Most descriptions of Jean begin with her voice: the flighty, unpredictable lightness of it, as if she were high on a combination of helium and laughing gas. It made me think of air balloons and rooftops. These are fitting associations given that Jean had grown up at Misty Mountain, the Beverly Hills estate run by her parents, Jules and Doris Stein, as a Hollywood social club and living theater. In Jean’s final work of oral history, West of Eden: An American Place (2016), a kind of memoir in five variations that is also a dissection of Hollywood power in the studio era and how it deformed everyone who was drawn too close, the section about Jean’s family begins with a quote from Jean herself:
JEAN STEIN: I still remember listening at night to the cries of coyotes around our family house. . . . It was built by Wallace Neff during Prohibition for Fred Niblo, the director of the first Ben-Hur. Its site high up in Beverly Hills led me to imagine as a child that we were far removed from town. Even then I had the sense that my world was make-believe. I recall my mother boasting that Orson Welles had come to the house with Dolores del Rio and praised it by saying, “This place reminds me of Berchtesgaden.” In the mid-thirties when Katharine Hepburn lived there, she had to fend off snakes in the living room—or so I was told.

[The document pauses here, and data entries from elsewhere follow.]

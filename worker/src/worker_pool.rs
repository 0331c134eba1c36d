use crate::backoff::BackoffPolicy;
use crate::ingestion::IngestionReceiver;
use crate::ledger_writer::LedgerWriter;
use crate::metrics::{AbandonReason, DispatchMetrics};
use crate::payment::{Payment, PaymentRecord, RetryEnvelope};
use crate::payment_processor::{ForwardOutcome, ProcessorClient};
use crate::retry_queue::{self, RetryQueue, RetryReceiver};
use crate::selector::ProcessorSelector;
use crate::store::LedgerEntry;
use futures_util::future::join_all;
use std::sync::Arc;
use std::time::Duration;
use time::OffsetDateTime;
use tokio::sync::Semaphore;
use tokio::task::JoinHandle;
use tokio::time::Instant;
use tokio_util::sync::CancellationToken;

#[derive(Debug, Clone)]
pub struct WorkerPoolConfig {
    pub num_workers: usize,
    pub retry_workers: usize,
    /// Outbound calls allowed at once, across main and retry workers.
    pub max_concurrency: usize,
    pub request_timeout: Duration,
    pub backoff: BackoffPolicy,
}

impl Default for WorkerPoolConfig {
    fn default() -> Self {
        Self {
            num_workers: std::thread::available_parallelism()
                .map(|n| n.get())
                .unwrap_or(4),
            retry_workers: 2,
            max_concurrency: 20,
            request_timeout: Duration::from_secs(3),
            backoff: BackoffPolicy::default(),
        }
    }
}

#[derive(Clone)]
pub struct WorkerDependencies {
    pub selector: Arc<dyn ProcessorSelector>,
    pub client: Arc<dyn ProcessorClient>,
    pub ledger: LedgerWriter,
    pub metrics: Arc<dyn DispatchMetrics>,
}

#[derive(Clone)]
struct WorkerContext {
    deps: WorkerDependencies,
    limiter: Arc<Semaphore>,
    retry_queue: RetryQueue,
    request_timeout: Duration,
    backoff: BackoffPolicy,
    shutdown: CancellationToken,
}

pub struct WorkerPool {
    workers: Vec<JoinHandle<()>>,
    ingestion: IngestionReceiver,
    retries: RetryReceiver,
    metrics: Arc<dyn DispatchMetrics>,
    scheduler: JoinHandle<()>,
    scheduler_shutdown: CancellationToken,
    shutdown: CancellationToken,
}

impl WorkerPool {
    /// Spawns `num_workers` main workers, `retry_workers` retry workers and
    /// the retry scheduler. Workers stop taking new work once `shutdown` is
    /// cancelled.
    pub fn start(
        config: WorkerPoolConfig,
        ingestion: IngestionReceiver,
        deps: WorkerDependencies,
        shutdown: CancellationToken,
    ) -> Self {
        let num_workers = config.num_workers.max(1);
        let retry_workers = config.retry_workers.max(1);

        let (retry_queue, scheduler, retry_receiver) =
            retry_queue::channel(retry_workers, Arc::clone(&deps.metrics));
        // Outlives the workers so their last failures can still be parked.
        let scheduler_shutdown = CancellationToken::new();
        let scheduler = scheduler.start(scheduler_shutdown.clone());

        let metrics = Arc::clone(&deps.metrics);
        let ctx = WorkerContext {
            deps,
            limiter: Arc::new(Semaphore::new(config.max_concurrency.max(1))),
            retry_queue,
            request_timeout: config.request_timeout,
            backoff: config.backoff,
            shutdown: shutdown.clone(),
        };

        let mut workers = Vec::with_capacity(num_workers + retry_workers);
        for worker_id in 0..num_workers {
            let ctx = ctx.clone();
            let ingestion = ingestion.clone();
            workers.push(tokio::spawn(async move {
                Self::worker_loop(worker_id, ingestion, ctx).await;
            }));
        }
        for worker_id in 0..retry_workers {
            let ctx = ctx.clone();
            let retries = retry_receiver.clone();
            workers.push(tokio::spawn(async move {
                Self::retry_worker_loop(worker_id, retries, ctx).await;
            }));
        }

        tracing::info!(
            num_workers,
            retry_workers,
            max_concurrency = config.max_concurrency,
            "Started worker pool"
        );

        Self {
            workers,
            ingestion,
            retries: retry_receiver,
            metrics,
            scheduler,
            scheduler_shutdown,
            shutdown,
        }
    }

    /// Cancels intake and closes the ingestion queue, lets workers finish the
    /// payment they hold for up to `grace`, then stops the retry scheduler.
    /// Payments still queued at that point are counted as abandoned.
    pub async fn shutdown(self, grace: Duration) {
        self.shutdown.cancel();
        self.ingestion.close().await;

        let abort_handles: Vec<_> = self.workers.iter().map(|h| h.abort_handle()).collect();
        if tokio::time::timeout(grace, join_all(self.workers)).await.is_err() {
            tracing::warn!("Workers did not drain within grace period, aborting");
            for handle in abort_handles {
                handle.abort();
            }
        }

        self.scheduler_shutdown.cancel();
        if let Err(e) = self.scheduler.await {
            tracing::error!(error = %e, "Retry scheduler task failed");
        }

        let mut stranded = 0usize;
        while self.ingestion.try_recv().await.is_some() {
            stranded += 1;
        }
        while self.retries.try_recv().await.is_some() {
            stranded += 1;
        }
        if stranded > 0 {
            tracing::warn!(stranded, "Payments left queued at shutdown");
            for _ in 0..stranded {
                self.metrics.payment_abandoned(AbandonReason::Shutdown);
            }
        }

        tracing::info!("Worker pool stopped");
    }

    async fn worker_loop(id: usize, ingestion: IngestionReceiver, ctx: WorkerContext) {
        loop {
            let payment = tokio::select! {
                biased;
                _ = ctx.shutdown.cancelled() => break,
                payment = ingestion.recv() => match payment {
                    Some(payment) => payment,
                    None => break,
                },
            };

            ctx.dispatch(id, payment, 0).await;
        }
        tracing::info!(worker_id = id, "Worker shutting down");
    }

    async fn retry_worker_loop(id: usize, retries: RetryReceiver, ctx: WorkerContext) {
        loop {
            let envelope = tokio::select! {
                biased;
                _ = ctx.shutdown.cancelled() => break,
                envelope = retries.recv() => match envelope {
                    Some(envelope) => envelope,
                    None => break,
                },
            };

            if envelope.not_before > Instant::now() {
                tokio::select! {
                    biased;
                    _ = ctx.shutdown.cancelled() => {
                        ctx.abandon(&envelope.payment, envelope.attempt, AbandonReason::Shutdown);
                        break;
                    }
                    _ = tokio::time::sleep_until(envelope.not_before) => {}
                }
            }

            ctx.dispatch(id, envelope.payment, envelope.attempt).await;
        }
        tracing::info!(worker_id = id, "Retry worker shutting down");
    }
}

impl WorkerContext {
    /// One attempt for `payment`, which has already failed `failed_attempts`
    /// times. Routes the outcome to the ledger or the retry queue.
    async fn dispatch(&self, worker_id: usize, payment: Payment, failed_attempts: u32) {
        let permit = tokio::select! {
            biased;
            _ = self.shutdown.cancelled() => None,
            permit = self.limiter.acquire() => permit.ok(),
        };
        let Some(permit) = permit else {
            self.abandon(&payment, failed_attempts, AbandonReason::Shutdown);
            return;
        };

        let target = self.deps.selector.select();
        let record = PaymentRecord::new(&payment, OffsetDateTime::now_utc());
        let outcome = self
            .deps
            .client
            .forward(target, &record, self.request_timeout)
            .await;
        drop(permit);

        self.deps.selector.record_outcome(target, outcome.is_success());

        match outcome {
            ForwardOutcome::Success => {
                tracing::debug!(
                    worker_id,
                    correlation_id = %payment.correlation_id,
                    processor = %target,
                    "Payment forwarded"
                );
                self.deps.metrics.forward_succeeded(target);
                self.deps
                    .ledger
                    .append(LedgerEntry::new(target, &payment, &record));
            }
            ForwardOutcome::Failure(kind) => {
                self.deps.metrics.forward_failed(target, &kind);
                let failed_attempts = failed_attempts + 1;
                tracing::info!(
                    worker_id,
                    correlation_id = %payment.correlation_id,
                    processor = %target,
                    attempt = failed_attempts,
                    error = %kind,
                    "Payment failed to process"
                );
                self.retry(payment, failed_attempts);
            }
        }
    }

    fn retry(&self, payment: Payment, failed_attempts: u32) {
        if self.backoff.exhausted(failed_attempts) {
            self.abandon(&payment, failed_attempts, AbandonReason::RetriesExhausted);
            return;
        }

        let delay = self.backoff.delay(failed_attempts - 1);
        let envelope = RetryEnvelope::new(payment, failed_attempts, Instant::now() + delay);

        match self.retry_queue.schedule(envelope) {
            Ok(()) => self.deps.metrics.retry_scheduled(failed_attempts),
            Err(closed) => {
                self.abandon(&closed.0.payment, failed_attempts, AbandonReason::RetryQueueClosed)
            }
        }
    }

    fn abandon(&self, payment: &Payment, failed_attempts: u32, reason: AbandonReason) {
        tracing::warn!(
            correlation_id = %payment.correlation_id,
            attempt = failed_attempts,
            reason = %reason,
            "Payment abandoned"
        );
        self.deps.metrics.payment_abandoned(reason);
    }
}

Berchtesgaden: the fairytale village in the Bavarian Alps where Adolf Hitler built his private retreat, the Eagle’s Nest, on a mountaintop. The idea of Jewish American strivers like Jules and Doris Stein climbing all the way up the social ladder to their own constructed version of Hitler’s mountain aerie in Beverly Hills was ironic in a way only Jean could truly appreciate. “A sense of the absurd!” she used to say. “It’s the most important quality in anyone.” When Judy Garland sang “Over the Rainbow” at your coming-out party—I didn’t learn this about Jean until I read West of Eden—navigating the absurd must have been a survival technique and a way of life.
I had been warned, before I interviewed for the job, that Jean could be difficult to work for. (One novelist who preceded me in the same job told me recently that she left for vacation on good terms with Jean, and when she came back, she could never get through to find out when to come into work. “Jean’s not available now,” she was told again and again.) “She’s very private,” I was told by an editor who had worked at Grand Street, the high-styled arts and literary magazine Jean published and edited. It’s important to maintain her trust, the editor warned me. If you’re that wealthy and well connected, everybody wants something from you. And so, before the interview, I told myself, Don’t want anything from Jean Stein. It was a mantra of sorts to help me land the job working for her—I needed a job, after all—and it became a password that allowed me to grow close with her, at least for a time. Don’t want anything from Jean Stein.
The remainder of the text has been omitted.